The GsD sequence is a Gα_s-coupled rat M3 DREADD (designer receptor exclusively activated by designer drug), also referred to as R-s, rM3Ds, rM3/turkey β1AR chimer DREADD, Gs-DREADD, Gs-D, or D-s. To create the rM3Ds sequence, the wildtype rat muscarinic 3 receptor (Chrm3; M3R) sequence was first modified to replace the second and third intracellular loops with the corresponding turkey β1-adrenergic receptor (ADRB1 or β1AR) sequences. The second modification introduced, via site-directed mutagenesis, the Y148C and A238G amino acid substitutions that abolish receptor affinity for the native ligand, acetylcholine (ACh), but allow receptor binding and subsequent activation by the small drug-like molecule clozapine-N-oxide (CNO).

Allele

Symbol: Tg(Ins2-Chrm3*)SJwe
Name: transgene insertion S, Jurgen Wess
MGI accession ID: MGI:5766547
Generation method: Transgenic
Attributes: Inserted expressed sequence
Synonyms: beta-R-s Tg
Marker symbol: Tg(Ins2-Chrm3*)SJwe
Marker name: transgene insertion S, Jurgen Wess
Chromosome: UN
Strain of origin: C57BL/6NTac
Expressed genes: HA tag,HA tag,; Chrm3,cholinergic receptor, muscarinic 3,rat
Site of expression: Pancreatic Beta-cells.

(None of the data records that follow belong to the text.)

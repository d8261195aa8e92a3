use crate::db::models::{ChatMessage, Role};
use crate::llm::models::Message;

/// The last `window` messages, mapped onto the completion schema.
pub fn build_context(messages: &[ChatMessage], window: usize) -> Vec<Message> {
    let start = messages.len().saturating_sub(window);
    messages[start..].iter().map(to_completion_message).collect()
}

pub fn to_completion_message(message: &ChatMessage) -> Message {
    match message.role {
        Role::User => Message::user(message.body.as_str()),
        Role::Assistant => Message::assistant(message.body.as_str()),
    }
}
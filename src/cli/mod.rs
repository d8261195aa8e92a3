pub mod commands;

use std::io::{self, Write};
use std::time::Duration;
use thiserror::Error;
use tokio::io::{AsyncBufReadExt, BufReader};

use crate::app::{AppState, StartupError};
use crate::auth::AuthError;
use crate::chat::ChatError;
use crate::cli::commands::{Commands, HistoryAction};
use crate::config::AppConfig;
use crate::db::{ChatMessage, Conversation, MessageStatus, Role, StoreError};

const FIRST_SNAPSHOT_WAIT: Duration = Duration::from_secs(2);

#[derive(Debug, Error)]
pub enum CliError {
    #[error("Failed to load config: {0}")]
    Config(#[from] config::ConfigError),
    #[error(transparent)]
    Startup(#[from] StartupError),
    #[error(transparent)]
    Store(#[from] StoreError),
    #[error("{}", .0.user_message())]
    Auth(#[from] AuthError),
    #[error("No identity.uid configured")]
    NoIdentity,
    #[error(transparent)]
    Io(#[from] io::Error),
}

pub async fn run_cli(command: Commands, config_path: String) -> Result<(), CliError> {
    let config = AppConfig::load(&config_path)?;

    match command {
        Commands::Serve => unreachable!("serve is handled by main"),
        Commands::Chat => {
            let state = AppState::build(&config)?;
            run_repl(state).await
        }
        Commands::History { action } => {
            let state = AppState::build(&config)?;
            let owner = config
                .identity
                .uid
                .filter(|uid| !uid.trim().is_empty())
                .ok_or(CliError::NoIdentity)?;
            run_history(&state, &owner, action)
        }
    }
}

fn run_history(state: &AppState, owner: &str, action: HistoryAction) -> Result<(), CliError> {
    match action {
        HistoryAction::List => {
            let messages = state.store.list(owner)?;
            if messages.is_empty() {
                println!("No messages found.");
            } else {
                println!("{:<26} | {:<9} | {:<7} | {}", "Sent At", "Role", "Status", "Body");
                println!("{:-<26}-+-{:-<9}-+-{:-<7}-+-{:-<20}", "", "", "", "");
                for m in messages {
                    println!(
                        "{:<26} | {:<9} | {:<7} | {}",
                        m.sent_at.format("%Y-%m-%d %H:%M:%S%.3f").to_string(),
                        m.role.as_str(),
                        m.status.as_str(),
                        m.body.replace('\n', " ")
                    );
                }
            }
        }
        HistoryAction::Export { path } => {
            let messages = state.store.list(owner)?;
            let export_path = path.unwrap_or_else(|| format!("history_{}.txt", owner));
            let mut file = std::fs::File::create(&export_path)?;

            writeln!(file, "Owner: {}", owner)?;
            writeln!(file, "Exported At: {}", chrono::Utc::now())?;
            writeln!(file, "---")?;
            for m in &messages {
                writeln!(file, "{}", format_entry(m))?;
                writeln!(file, "---")?;
            }

            println!("Exported {} messages to: {}", messages.len(), export_path);
        }
        HistoryAction::Purge => {
            let deleted = state.store.purge(owner)?;
            println!("Deleted {} messages for {}", deleted, owner);
        }
        HistoryAction::Save { title } => {
            let conversation = Conversation::from_messages(owner, state.store.list(owner)?, title);
            let count = conversation.messages.len();
            let id = state.store.save_conversation(&conversation)?;
            println!("Saved {} messages as conversation {}", count, id);
        }
        HistoryAction::Saved => {
            let conversations = state.store.conversations(owner)?;
            if conversations.is_empty() {
                println!("No saved conversations.");
            }
            for c in conversations {
                println!(
                    "{} | {} | {} messages | {} .. {}",
                    c.id.unwrap_or_default(),
                    c.title.as_deref().unwrap_or("(untitled)"),
                    c.messages.len(),
                    c.created_at.format("%Y-%m-%d %H:%M"),
                    c.last_activity.format("%Y-%m-%d %H:%M"),
                );
            }
        }
    }
    Ok(())
}

fn format_entry(m: &ChatMessage) -> String {
    format!("[{}] {}: {}", m.role.as_str().to_uppercase(), m.sent_at, m.body)
}

async fn run_repl(state: AppState) -> Result<(), CliError> {
    let orchestrator = state.orchestrator.clone();
    let mut first_snapshot = orchestrator.subscribe_messages();

    let principal = state.sign_in().await?;

    println!("--- Parlor Terminal Chat ---");
    println!("Signed in as {} <{}>", principal.display_name, principal.email);
    println!("Commands: /history /stats /clear /logout /exit");
    println!("----------------------------");

    if let Ok(Ok(history)) = tokio::time::timeout(FIRST_SNAPSHOT_WAIT, first_snapshot.recv()).await {
        for m in &history {
            print_message(m);
        }
    }
    drop(first_snapshot);

    let mut lines = BufReader::new(tokio::io::stdin()).lines();

    loop {
        print!("\nYou> ");
        io::stdout().flush()?;

        let Some(input) = lines.next_line().await? else {
            break;
        };
        let text = input.trim();

        match text {
            "" => continue,
            "/exit" | "/quit" => break,
            "/clear" => {
                orchestrator.clear();
                println!("Local chat cleared.");
                continue;
            }
            "/history" => {
                for m in orchestrator.snapshot() {
                    print_message(&m);
                }
                continue;
            }
            "/stats" => {
                let stats = orchestrator.stats();
                println!(
                    "{} messages ({} from you, {} from the assistant)",
                    stats.total, stats.user_messages, stats.assistant_messages
                );
                if let Some(last) = stats.last_activity {
                    println!("Last activity: {}", last);
                }
                continue;
            }
            "/logout" => {
                state.sign_out().await?;
                println!("Signed out.");
                break;
            }
            _ => {}
        }

        println!("(assistant is typing...)");
        match orchestrator.send(text).await {
            Ok(Some(report)) => print_message(&report.reply),
            Ok(None) => {}
            Err(ChatError::Completion { error, apology }) => {
                print_message(&apology);
                eprintln!("Error: {}", error.user_message());
            }
            Err(e) => eprintln!("Error: {}", e),
        }
    }

    orchestrator.stop();
    Ok(())
}

fn print_message(m: &ChatMessage) {
    let marker = match m.status {
        MessageStatus::Error => " (!)",
        _ => "",
    };
    let speaker = match m.role {
        Role::User => "You",
        Role::Assistant => "Parlor",
    };
    println!("{}{}> {}", speaker, marker, m.body);
}
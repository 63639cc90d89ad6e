use crate::issue::Severity;

/// Static metadata about one checker, independent of any run.
#[derive(Debug, Clone)]
pub struct CheckerDescriptor {
    /// Unique key, used in configuration and on reported issues.
    pub name: &'static str,
    pub description: &'static str,
    pub enabled_by_default: bool,
    /// Whether the checker needs the shared program representation. Checkers
    /// without this flag run without waiting for the program build.
    pub needs_program: bool,
    /// A critical checker failing fails the whole run: findings computed
    /// atop code that does not compile cannot be trusted.
    pub critical: bool,
    pub default_severity: Severity,
}

impl CheckerDescriptor {
    pub fn new(name: &'static str, description: &'static str) -> Self {
        Self {
            name,
            description,
            enabled_by_default: true,
            needs_program: false,
            critical: false,
            default_severity: Severity::Warning,
        }
    }

    pub fn needs_program(mut self) -> Self {
        self.needs_program = true;
        self
    }

    pub fn critical(mut self) -> Self {
        self.critical = true;
        self
    }

    pub fn disabled_by_default(mut self) -> Self {
        self.enabled_by_default = false;
        self
    }

    pub fn severity(mut self, severity: Severity) -> Self {
        self.default_severity = severity;
        self
    }
}
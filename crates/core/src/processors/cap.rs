use std::collections::HashMap;

use tracing::debug;

use super::Processor;
use crate::error::Result;
use crate::issue::Issue;

/// Caps the total issue count and/or the per-checker count. Runs last so the
/// caps apply to the already filtered and deduplicated set. A cap of zero
/// means uncapped.
pub struct Cap {
    max_total: usize,
    max_per_checker: usize,
}

impl Cap {
    pub fn new(max_total: usize, max_per_checker: usize) -> Self {
        Self {
            max_total,
            max_per_checker,
        }
    }
}

impl Processor for Cap {
    fn name(&self) -> &'static str {
        "cap"
    }

    fn process(&mut self, issues: Vec<Issue>) -> Result<Vec<Issue>> {
        let mut per_checker: HashMap<String, usize> = HashMap::new();
        let mut kept = Vec::with_capacity(issues.len());

        for issue in issues {
            if self.max_total != 0 && kept.len() >= self.max_total {
                debug!("total issue cap of {} reached", self.max_total);
                break;
            }
            if self.max_per_checker != 0 {
                let count = per_checker.entry(issue.checker.clone()).or_insert(0);
                if *count >= self.max_per_checker {
                    continue;
                }
                *count += 1;
            }
            kept.push(issue);
        }
        Ok(kept)
    }
}
use std::path::PathBuf;
use std::time::Duration;

use thiserror::Error;

/// Error taxonomy for one lint run.
///
/// Only `Timeout` and `Config` are unconditionally fatal; a `Checker` error
/// is fatal only when the failing checker is flagged critical, and a `Parse`
/// error is fatal only in strict generated-file mode.
#[derive(Debug, Error)]
pub enum LintError {
    #[error("checker {checker} failed: {message}")]
    Checker { checker: String, message: String },

    #[error("failed to inspect {}: {message}", .file.display())]
    Parse { file: PathBuf, message: String },

    #[error("deadline of {0:?} exceeded: try increasing it with --deadline")]
    Timeout(Duration),

    #[error("invalid configuration: {0}")]
    Config(String),
}

impl LintError {
    pub fn checker(checker: impl Into<String>, message: impl ToString) -> Self {
        Self::Checker {
            checker: checker.into(),
            message: message.to_string(),
        }
    }

    pub fn parse(file: impl Into<PathBuf>, message: impl ToString) -> Self {
        Self::Parse {
            file: file.into(),
            message: message.to_string(),
        }
    }
}

pub type Result<T> = std::result::Result<T, LintError>;
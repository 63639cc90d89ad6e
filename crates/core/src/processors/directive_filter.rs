use std::collections::HashMap;
use std::path::PathBuf;

use tracing::debug;

use super::{filter_issues, Processor};
use crate::error::Result;
use crate::issue::Issue;

/// Drops issues whose line carries an inline ignore directive.
///
/// Directive positions are parsed by a collaborator
/// ([`crate::config::parse_inline_suppressions`]) and supplied as a map of
/// (file, line) to suppressed checker names, `"*"` meaning all checkers.
/// The number of directive-suppressed issues is reported separately from
/// dedup removals so the two never get conflated in diagnostics.
pub struct DirectiveFilter {
    suppressions: HashMap<(PathBuf, usize), Vec<String>>,
    suppressed_count: usize,
}

impl DirectiveFilter {
    pub fn new(suppressions: HashMap<(PathBuf, usize), Vec<String>>) -> Self {
        Self {
            suppressions,
            suppressed_count: 0,
        }
    }

    pub fn suppressed_count(&self) -> usize {
        self.suppressed_count
    }

    fn is_suppressed(&self, issue: &Issue) -> bool {
        let key = (issue.file.clone(), issue.line);
        match self.suppressions.get(&key) {
            Some(checkers) => checkers.iter().any(|c| c == "*" || *c == issue.checker),
            None => false,
        }
    }
}

impl Processor for DirectiveFilter {
    fn name(&self) -> &'static str {
        "directive-filter"
    }

    fn process(&mut self, issues: Vec<Issue>) -> Result<Vec<Issue>> {
        Ok(filter_issues(issues, |issue| {
            if self.is_suppressed(issue) {
                debug!(file = %issue.file.display(), line = issue.line, checker = %issue.checker,
                    "issue suppressed by inline directive");
                self.suppressed_count += 1;
                return false;
            }
            true
        }))
    }

    fn finish(&mut self) {
        self.suppressions.clear();
    }
}

#[cfg(test)]
mod tests {
    use super::*;
    use crate::issue::Severity;

    fn issue_at(file: &str, line: usize, checker: &str) -> Issue {
        Issue::new(file, line, "msg", checker, Severity::Warning)
    }

    #[test]
    fn test_directive_suppresses_named_checker() {
        let mut map = HashMap::new();
        map.insert(
            (PathBuf::from("src/lib.rs"), 7),
            vec!["unwrap-used".to_string()],
        );
        let mut filter = DirectiveFilter::new(map);

        let kept = filter
            .process(vec![
                issue_at("src/lib.rs", 7, "unwrap-used"),
                issue_at("src/lib.rs", 7, "shadowing"),
                issue_at("src/lib.rs", 9, "unwrap-used"),
            ])
            .unwrap();

        assert_eq!(kept.len(), 2);
        assert_eq!(filter.suppressed_count(), 1);
    }

    #[test]
    fn test_wildcard_suppresses_all_checkers() {
        let mut map = HashMap::new();
        map.insert((PathBuf::from("src/lib.rs"), 7), vec!["*".to_string()]);
        let mut filter = DirectiveFilter::new(map);

        let kept = filter
            .process(vec![
                issue_at("src/lib.rs", 7, "unwrap-used"),
                issue_at("src/lib.rs", 7, "shadowing"),
            ])
            .unwrap();

        assert!(kept.is_empty());
        assert_eq!(filter.suppressed_count(), 2);
    }
}
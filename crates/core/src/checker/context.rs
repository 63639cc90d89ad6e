use std::path::Path;

use crate::engine::CancelToken;
use crate::error::Result;
use crate::repr::{LazyProgram, Program, SourceTree};

/// Provides checkers with access to the scan targets, raw sources, and the
/// shared program representation.
pub struct CheckContext<'a> {
    tree: &'a SourceTree,
    program: &'a LazyProgram<'a>,
    cancel: &'a CancelToken,
}

impl<'a> CheckContext<'a> {
    pub fn new(
        tree: &'a SourceTree,
        program: &'a LazyProgram<'a>,
        cancel: &'a CancelToken,
    ) -> Self {
        Self {
            tree,
            program,
            cancel,
        }
    }

    pub fn tree(&self) -> &SourceTree {
        self.tree
    }

    /// Get source code for a specific file
    pub fn source_code(&self, file: &Path) -> Option<&str> {
        self.tree.source(file)
    }

    /// The shared program representation, built on first request. Checkers
    /// that never call this run without waiting for the build.
    pub fn program(&self) -> Result<&Program> {
        self.program.get()
    }

    /// Whether the run deadline has passed or the run was cancelled.
    pub fn is_cancelled(&self) -> bool {
        self.cancel.is_cancelled()
    }
}
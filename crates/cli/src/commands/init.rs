use std::path::Path;

use anyhow::Result;

use lintsift::config::Config;

use crate::exitcodes;

pub fn run() -> Result<i32> {
    let path = Path::new(".lintsift.toml");
    if path.exists() {
        eprintln!("Config file already exists: {}", path.display());
        return Ok(exitcodes::SUCCESS);
    }
    std::fs::write(path, Config::default_toml())?;
    println!("Created {}", path.display());
    Ok(exitcodes::SUCCESS)
}
pub mod context;
pub mod descriptor;
pub mod registry;
pub mod traits;

pub use context::CheckContext;
pub use descriptor::CheckerDescriptor;
pub use registry::CheckerRegistry;
pub use traits::Checker;
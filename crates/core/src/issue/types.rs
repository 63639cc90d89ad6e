use std::cmp::Ordering;
use std::path::{Path, PathBuf};

use serde::Serialize;

/// Severity levels, from most to least severe.
#[derive(Debug, Clone, Copy, Serialize, PartialEq, Eq)]
pub enum Severity {
    Error,
    Warning,
    Info,
}

/// One contiguous block of replacement text attached to a fix.
#[derive(Debug, Clone, Serialize, PartialEq, Eq)]
pub struct Replacement {
    pub start_line: usize,
    pub end_line: usize,
    pub new_lines: Vec<String>,
}

/// A suggested fix: a set of text replacements the presentation layer may apply.
#[derive(Debug, Clone, Serialize, PartialEq, Eq)]
pub struct Fix {
    pub replacements: Vec<Replacement>,
}

/// One normalized finding, ready for the processor pipeline.
///
/// Issues are immutable once built by a checker: pipeline stages filter by
/// inclusion, they never annotate or mutate issues in place.
#[derive(Debug, Clone, Serialize, PartialEq, Eq)]
pub struct Issue {
    pub file: PathBuf,
    /// 1-based line number.
    pub line: usize,
    #[serde(skip_serializing_if = "Option::is_none")]
    pub column: Option<usize>,
    /// Inclusive end line for range-based findings.
    #[serde(skip_serializing_if = "Option::is_none")]
    pub end_line: Option<usize>,
    pub message: String,
    /// Name of the checker that produced this issue, as registered —
    /// never the wrapped analyzer's internal name.
    pub checker: String,
    pub severity: Severity,
    #[serde(skip_serializing_if = "Option::is_none")]
    pub fix: Option<Fix>,
    /// Path-independent finding (e.g. a module-level verdict). Exempt from
    /// the non-empty-path invariant.
    #[serde(skip_serializing_if = "std::ops::Not::not")]
    pub module_level: bool,
}

impl Issue {
    pub fn new(
        file: impl Into<PathBuf>,
        line: usize,
        message: impl Into<String>,
        checker: impl Into<String>,
        severity: Severity,
    ) -> Self {
        Self {
            file: file.into(),
            line,
            column: None,
            end_line: None,
            message: message.into(),
            checker: checker.into(),
            severity,
            fix: None,
            module_level: false,
        }
    }

    /// A finding not tied to any file, e.g. about the scan target as a whole.
    pub fn module_level(
        message: impl Into<String>,
        checker: impl Into<String>,
        severity: Severity,
    ) -> Self {
        Self {
            module_level: true,
            ..Self::new(PathBuf::new(), 1, message, checker, severity)
        }
    }

    pub fn with_column(mut self, column: usize) -> Self {
        self.column = Some(column);
        self
    }

    pub fn with_end_line(mut self, end_line: usize) -> Self {
        self.end_line = Some(end_line);
        self
    }

    pub fn with_fix(mut self, fix: Fix) -> Self {
        self.fix = Some(fix);
        self
    }

    pub fn file_path(&self) -> &Path {
        &self.file
    }

    /// Whether the issue may enter the pipeline at all: a positive line and
    /// a resolvable file path (unless explicitly path-independent).
    pub fn is_valid(&self) -> bool {
        self.line > 0 && (self.module_level || !self.file.as_os_str().is_empty())
    }

    /// The inclusive line range covered by this issue.
    pub fn line_range(&self) -> (usize, usize) {
        (self.line, self.end_line.unwrap_or(self.line))
    }

    /// Deterministic merge order: (file, line, column, checker). Applied once
    /// by the engine so pipeline behavior is reproducible across runs.
    pub fn merge_order(&self, other: &Issue) -> Ordering {
        self.file
            .cmp(&other.file)
            .then(self.line.cmp(&other.line))
            .then(self.column.cmp(&other.column))
            .then(self.checker.cmp(&other.checker))
    }
}
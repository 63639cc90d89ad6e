use std::path::PathBuf;

use once_cell::sync::OnceCell;
use tracing::debug;

use crate::error::{LintError, Result};
use crate::repr::source_tree::SourceTree;
use crate::repr::visitor::{FileVisitor, FunctionIr};

/// Plain-data view of one parsed source file.
#[derive(Debug)]
pub struct FileIr {
    pub path: PathBuf,
    pub functions: Vec<FunctionIr>,
}

/// The shared program representation: every scan target parsed and lowered
/// into thread-safe plain data. Expensive to build, so it is built at most
/// once per run and then shared read-only across all checkers that need it.
///
/// Files that fail to parse are recorded rather than failing the build —
/// the compile-correctness checker reports them, and structural checkers
/// simply see no functions for them.
#[derive(Debug)]
pub struct Program {
    pub files: Vec<FileIr>,
    pub parse_failures: Vec<(PathBuf, String)>,
}

impl Program {
    fn build(tree: &SourceTree) -> Self {
        let mut files = Vec::new();
        let mut parse_failures = Vec::new();

        for file in &tree.files {
            let Some(source) = tree.source(file) else {
                continue;
            };
            match syn::parse_file(source) {
                Ok(ast) => files.push(FileIr {
                    path: file.clone(),
                    functions: FileVisitor::extract(&ast),
                }),
                Err(e) => parse_failures.push((file.clone(), e.to_string())),
            }
        }

        debug!(
            parsed = files.len(),
            failed = parse_failures.len(),
            "built shared program representation"
        );
        Self {
            files,
            parse_failures,
        }
    }
}

/// At-most-once builder for the shared program representation.
///
/// The first checker that asks for the program builds it; concurrent callers
/// block on the same `OnceCell` and then share the immutable result. Checkers
/// that never ask never pay for the build.
pub struct LazyProgram<'a> {
    tree: &'a SourceTree,
    cell: OnceCell<Program>,
}

impl<'a> LazyProgram<'a> {
    pub fn new(tree: &'a SourceTree) -> Self {
        Self {
            tree,
            cell: OnceCell::new(),
        }
    }

    /// Get the shared program, building it on first use.
    pub fn get(&self) -> Result<&Program> {
        if self.tree.is_empty() {
            return Err(LintError::Config("no source files to analyze".to_string()));
        }
        Ok(self.cell.get_or_init(|| Program::build(self.tree)))
    }

    /// Whether the program has been built yet (used by tests and diagnostics).
    pub fn is_built(&self) -> bool {
        self.cell.get().is_some()
    }
}

#[cfg(test)]
mod tests {
    use std::collections::HashMap;

    use super::*;

    fn tree_with(source: &str) -> SourceTree {
        let mut sources = HashMap::new();
        sources.insert(PathBuf::from("src/lib.rs"), source.to_string());
        SourceTree::from_sources(vec![PathBuf::from(".")], sources)
    }

    #[test]
    fn test_build_is_lazy() {
        let tree = tree_with("fn main() {}");
        let program = LazyProgram::new(&tree);
        assert!(!program.is_built());
        program.get().unwrap();
        assert!(program.is_built());
    }

    #[test]
    fn test_build_extracts_functions() {
        let tree = tree_with("fn main() { let answer = 42; }");
        let program = LazyProgram::new(&tree);
        let built = program.get().unwrap();
        assert_eq!(built.files.len(), 1);
        assert_eq!(built.files[0].functions[0].name, "main");
    }

    #[test]
    fn test_parse_failure_is_recorded_not_fatal() {
        let tree = tree_with("fn main( {}");
        let program = LazyProgram::new(&tree);
        let built = program.get().unwrap();
        assert!(built.files.is_empty());
        assert_eq!(built.parse_failures.len(), 1);
        assert_eq!(built.parse_failures[0].0, PathBuf::from("src/lib.rs"));
    }

    #[test]
    fn test_empty_tree_is_an_error() {
        let tree = SourceTree::from_sources(vec![PathBuf::from(".")], HashMap::new());
        let program = LazyProgram::new(&tree);
        assert!(program.get().is_err());
    }
}
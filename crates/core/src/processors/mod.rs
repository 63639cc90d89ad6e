pub mod cap;
pub mod dedup;
pub mod directive_filter;
pub mod generated_filter;
pub mod path_filter;

pub use cap::Cap;
pub use dedup::Dedup;
pub use directive_filter::DirectiveFilter;
pub use generated_filter::GeneratedFileFilter;
pub use path_filter::PathFilter;

use crate::error::Result;
use crate::issue::Issue;

/// One pipeline stage. A processor is a pure function of its input sequence
/// plus its own per-run state: it must not depend on checker execution
/// order, only on the already-sorted issue sequence it receives.
pub trait Processor {
    /// Unique key, used in configuration to disable the stage.
    fn name(&self) -> &'static str;

    /// Transform the issue sequence in one pass.
    fn process(&mut self, issues: Vec<Issue>) -> Result<Vec<Issue>>;

    /// Non-fatal problems accumulated during `process`, drained by the
    /// pipeline and attached to the run result.
    fn take_warnings(&mut self) -> Vec<String> {
        Vec::new()
    }

    /// Release per-run caches. Runs exactly once per processor per run,
    /// even when a later stage fails. Cleanup problems are logged by the
    /// implementation and never fail the run.
    fn finish(&mut self) {}
}

/// Keep issues for which the predicate holds.
pub(crate) fn filter_issues(issues: Vec<Issue>, mut keep: impl FnMut(&Issue) -> bool) -> Vec<Issue> {
    issues.into_iter().filter(|issue| keep(issue)).collect()
}

/// Keep issues for which the fallible predicate holds; the first error
/// aborts the stage.
pub(crate) fn filter_issues_err(
    issues: Vec<Issue>,
    mut keep: impl FnMut(&Issue) -> Result<bool>,
) -> Result<Vec<Issue>> {
    let mut kept = Vec::with_capacity(issues.len());
    for issue in issues {
        if keep(&issue)? {
            kept.push(issue);
        }
    }
    Ok(kept)
}
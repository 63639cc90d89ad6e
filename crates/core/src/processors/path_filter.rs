use std::path::{Path, PathBuf};

use tracing::debug;

use super::{filter_issues, Processor};
use crate::error::{LintError, Result};
use crate::issue::Issue;

/// Drops issues whose file matches an exclusion glob or lies outside the
/// configured scan roots. Always the first stage, so downstream stages never
/// inspect or cache excluded files.
pub struct PathFilter {
    patterns: Vec<glob::Pattern>,
    roots: Vec<PathBuf>,
}

impl PathFilter {
    pub fn new(exclude: &[String], roots: Vec<PathBuf>) -> Result<Self> {
        let mut patterns = Vec::with_capacity(exclude.len());
        for raw in exclude {
            let pattern = glob::Pattern::new(raw)
                .map_err(|e| LintError::Config(format!("invalid exclude glob {raw:?}: {e}")))?;
            patterns.push(pattern);
        }
        Ok(Self { patterns, roots })
    }

    fn is_excluded(&self, path: &Path) -> bool {
        let path_str = path.to_string_lossy();
        self.patterns.iter().any(|p| p.matches(&path_str))
    }

    fn within_roots(&self, path: &Path) -> bool {
        if self.roots.is_empty() {
            return true;
        }
        self.roots.iter().any(|root| {
            // A "." root scopes to the working directory, which every
            // relative issue path is already inside.
            (root.as_os_str() == "." && path.is_relative()) || path.starts_with(root)
        })
    }
}

impl Processor for PathFilter {
    fn name(&self) -> &'static str {
        "path-filter"
    }

    fn process(&mut self, issues: Vec<Issue>) -> Result<Vec<Issue>> {
        Ok(filter_issues(issues, |issue| {
            if issue.module_level {
                return true;
            }
            let keep = self.within_roots(&issue.file) && !self.is_excluded(&issue.file);
            if !keep {
                debug!(file = %issue.file.display(), "issue dropped by path filter");
            }
            keep
        }))
    }
}

#[cfg(test)]
mod tests {
    use super::*;
    use crate::issue::Severity;

    fn issue(file: &str) -> Issue {
        Issue::new(file, 3, "msg", "some-checker", Severity::Warning)
    }

    #[test]
    fn test_exclusion_glob_drops_subdirectory() {
        let mut filter =
            PathFilter::new(&["vendor/**".to_string()], vec![PathBuf::from(".")]).unwrap();
        let kept = filter
            .process(vec![issue("vendor/lib/gen.rs"), issue("src/main.rs")])
            .unwrap();
        assert_eq!(kept.len(), 1);
        assert_eq!(kept[0].file, PathBuf::from("src/main.rs"));
    }

    #[test]
    fn test_outside_scan_root_is_dropped() {
        let mut filter = PathFilter::new(&[], vec![PathBuf::from("crates/core")]).unwrap();
        let kept = filter
            .process(vec![issue("crates/core/src/lib.rs"), issue("crates/cli/src/main.rs")])
            .unwrap();
        assert_eq!(kept.len(), 1);
        assert_eq!(kept[0].file, PathBuf::from("crates/core/src/lib.rs"));
    }

    #[test]
    fn test_module_level_issue_passes() {
        let mut filter = PathFilter::new(&["**".to_string()], vec![]).unwrap();
        let module = Issue::module_level("no sources", "typecheck", Severity::Error);
        let kept = filter.process(vec![module]).unwrap();
        assert_eq!(kept.len(), 1);
    }

    #[test]
    fn test_invalid_glob_is_config_error() {
        let err = PathFilter::new(&["[".to_string()], vec![]);
        assert!(matches!(err, Err(LintError::Config(_))));
    }
}
use anyhow::Result;
use colored::Colorize;

use lintsift::issue::Severity;

use super::Report;

pub fn print(report: &Report, quiet: bool, no_color: bool) -> Result<()> {
    if no_color {
        colored::control::set_override(false);
    }

    if !quiet {
        println!();
        println!("{}", "  lintsift".bold());
        println!("  Files analyzed: {}", report.files_analyzed);
        println!();
    }

    for warning in &report.run_warnings {
        eprintln!("  {} {}", "warning:".yellow().bold(), warning);
    }

    if report.issues.is_empty() {
        if !quiet {
            println!("  {} No issues found.", "✓".green().bold());
            println!();
        }
        return Ok(());
    }

    for issue in &report.issues {
        let severity_label = match issue.severity {
            Severity::Error => "ERROR".red().bold(),
            Severity::Warning => "WARN".yellow().bold(),
            Severity::Info => "INFO".dimmed(),
        };
        println!("  [{}] {}", severity_label, issue);
    }

    if !quiet {
        println!();
        println!("{}", "  Summary".bold().underline());
        println!("    Errors:   {}", report.issues_by_severity.errors);
        println!("    Warnings: {}", report.issues_by_severity.warnings);
        println!("    Info:     {}", report.issues_by_severity.info);
        println!("    Total:    {}", report.total_issues);
        for (stage, removed) in &report.removed_by_stage {
            if *removed > 0 {
                println!("    Removed by {stage}: {removed}");
            }
        }
        println!();
    }

    Ok(())
}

Molecular note: The transgene was designed to have (from 5' to 3') a 650 bp rat insulin 2 (Ins2; RIP II) promoter fragment, a hemagglutinin epitope tag (HA), the GsD coding sequence (R-s; described below), and untranslated human growth hormone sequences (containing transcriptional termination, polyadenylation and splicing signals). The GsD sequence is a Galpha>s<-coupled rat M3 DREADD (designer receptor exclusively activated by designer drug). To create the rM3Ds sequence, the wildtype rat muscarinic 3 receptor (Chrm3; M3R) sequence was first modified to replace the second and third intracellular loops with the corresponding turkey beta1-adrenergic receptor (ADRB1 or beta1AR) sequences. The second modification introduced, via site-directed mutagenesis, the Y148C and A238G amino acid substitutions that abolish receptor affinity for the native ligand, acetylcholine (ACh), but allow receptor binding and subsequent activation by the small drug-like molecule clozapine-N-oxide (CNO).